● Required work:
Below are the records; give the number of lines in them that include the word "impl", and nothing more.

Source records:
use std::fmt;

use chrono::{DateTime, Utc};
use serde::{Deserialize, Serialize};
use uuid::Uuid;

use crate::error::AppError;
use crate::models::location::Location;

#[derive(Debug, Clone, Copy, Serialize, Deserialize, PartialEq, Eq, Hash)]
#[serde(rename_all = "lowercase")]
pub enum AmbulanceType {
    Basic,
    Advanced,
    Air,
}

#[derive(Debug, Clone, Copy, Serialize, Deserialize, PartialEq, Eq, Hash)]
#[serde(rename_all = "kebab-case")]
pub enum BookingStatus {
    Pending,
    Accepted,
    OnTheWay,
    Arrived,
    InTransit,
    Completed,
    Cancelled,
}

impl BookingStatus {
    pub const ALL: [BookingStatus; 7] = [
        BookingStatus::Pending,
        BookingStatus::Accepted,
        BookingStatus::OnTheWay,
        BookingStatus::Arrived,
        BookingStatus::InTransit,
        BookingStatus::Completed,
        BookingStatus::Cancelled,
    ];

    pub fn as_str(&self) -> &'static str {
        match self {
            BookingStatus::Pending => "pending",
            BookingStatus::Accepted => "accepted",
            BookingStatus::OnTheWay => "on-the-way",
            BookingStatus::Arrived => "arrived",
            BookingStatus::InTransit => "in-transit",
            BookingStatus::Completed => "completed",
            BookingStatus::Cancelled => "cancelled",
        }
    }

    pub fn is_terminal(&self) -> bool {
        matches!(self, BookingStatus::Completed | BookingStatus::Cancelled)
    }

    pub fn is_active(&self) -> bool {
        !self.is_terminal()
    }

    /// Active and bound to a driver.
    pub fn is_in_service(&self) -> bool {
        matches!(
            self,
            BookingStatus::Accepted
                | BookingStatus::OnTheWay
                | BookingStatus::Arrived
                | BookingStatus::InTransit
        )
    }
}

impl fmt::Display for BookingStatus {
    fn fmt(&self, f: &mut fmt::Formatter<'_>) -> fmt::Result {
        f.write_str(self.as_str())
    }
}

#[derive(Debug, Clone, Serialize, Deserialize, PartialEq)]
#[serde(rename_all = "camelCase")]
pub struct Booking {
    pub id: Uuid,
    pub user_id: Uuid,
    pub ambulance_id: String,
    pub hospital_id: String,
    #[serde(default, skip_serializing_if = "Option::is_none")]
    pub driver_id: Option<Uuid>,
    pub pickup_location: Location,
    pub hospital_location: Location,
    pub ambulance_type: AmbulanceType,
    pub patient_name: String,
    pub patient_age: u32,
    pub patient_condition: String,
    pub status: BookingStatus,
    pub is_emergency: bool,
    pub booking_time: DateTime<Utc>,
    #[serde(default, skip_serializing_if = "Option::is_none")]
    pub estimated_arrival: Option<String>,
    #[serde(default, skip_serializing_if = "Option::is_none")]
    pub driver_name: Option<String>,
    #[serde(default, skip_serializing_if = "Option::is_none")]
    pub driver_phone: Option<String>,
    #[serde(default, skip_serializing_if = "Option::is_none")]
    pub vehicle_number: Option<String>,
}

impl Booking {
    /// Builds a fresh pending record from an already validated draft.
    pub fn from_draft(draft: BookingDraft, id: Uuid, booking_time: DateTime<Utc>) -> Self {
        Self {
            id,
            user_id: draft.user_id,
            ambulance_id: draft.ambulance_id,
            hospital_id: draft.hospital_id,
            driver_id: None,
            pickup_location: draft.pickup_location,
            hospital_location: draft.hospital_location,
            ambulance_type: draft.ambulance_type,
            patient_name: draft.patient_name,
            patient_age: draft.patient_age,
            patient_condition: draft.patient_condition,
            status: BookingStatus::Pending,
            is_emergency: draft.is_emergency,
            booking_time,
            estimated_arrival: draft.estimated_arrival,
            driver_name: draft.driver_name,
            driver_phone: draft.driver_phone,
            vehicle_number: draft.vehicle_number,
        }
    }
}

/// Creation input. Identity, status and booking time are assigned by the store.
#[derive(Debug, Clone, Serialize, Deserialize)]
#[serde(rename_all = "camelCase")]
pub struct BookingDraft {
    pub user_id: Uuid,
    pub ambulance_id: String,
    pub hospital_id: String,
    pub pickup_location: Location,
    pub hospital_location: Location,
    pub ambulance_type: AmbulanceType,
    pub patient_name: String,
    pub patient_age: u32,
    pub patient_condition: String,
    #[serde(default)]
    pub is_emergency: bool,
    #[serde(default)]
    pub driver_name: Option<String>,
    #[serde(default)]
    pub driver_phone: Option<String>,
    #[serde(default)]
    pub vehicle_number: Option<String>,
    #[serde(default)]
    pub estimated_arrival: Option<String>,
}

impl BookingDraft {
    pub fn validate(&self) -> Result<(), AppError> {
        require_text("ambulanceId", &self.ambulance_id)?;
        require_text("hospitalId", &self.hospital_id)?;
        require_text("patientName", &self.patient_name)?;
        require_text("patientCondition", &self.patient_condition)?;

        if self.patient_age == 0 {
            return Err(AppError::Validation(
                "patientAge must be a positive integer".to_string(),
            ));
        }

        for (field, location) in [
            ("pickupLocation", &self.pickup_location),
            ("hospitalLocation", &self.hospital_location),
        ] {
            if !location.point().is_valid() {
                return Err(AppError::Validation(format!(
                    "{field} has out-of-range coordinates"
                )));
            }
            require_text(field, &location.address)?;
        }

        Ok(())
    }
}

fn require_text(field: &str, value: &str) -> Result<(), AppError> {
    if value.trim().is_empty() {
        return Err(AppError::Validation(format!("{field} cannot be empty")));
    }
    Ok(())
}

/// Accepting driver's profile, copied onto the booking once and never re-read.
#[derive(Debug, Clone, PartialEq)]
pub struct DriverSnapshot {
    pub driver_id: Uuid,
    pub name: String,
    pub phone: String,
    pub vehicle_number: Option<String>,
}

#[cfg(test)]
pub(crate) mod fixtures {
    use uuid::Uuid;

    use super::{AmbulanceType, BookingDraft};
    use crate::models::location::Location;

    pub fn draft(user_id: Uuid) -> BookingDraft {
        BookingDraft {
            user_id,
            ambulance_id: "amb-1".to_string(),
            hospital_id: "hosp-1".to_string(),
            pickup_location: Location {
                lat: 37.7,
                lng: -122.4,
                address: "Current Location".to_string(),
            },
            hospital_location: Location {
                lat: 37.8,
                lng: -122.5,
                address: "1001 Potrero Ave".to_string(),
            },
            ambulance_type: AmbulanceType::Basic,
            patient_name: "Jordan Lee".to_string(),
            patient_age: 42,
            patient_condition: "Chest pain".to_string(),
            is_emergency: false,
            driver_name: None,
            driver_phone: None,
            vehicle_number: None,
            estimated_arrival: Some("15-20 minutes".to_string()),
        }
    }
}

● Response box:
4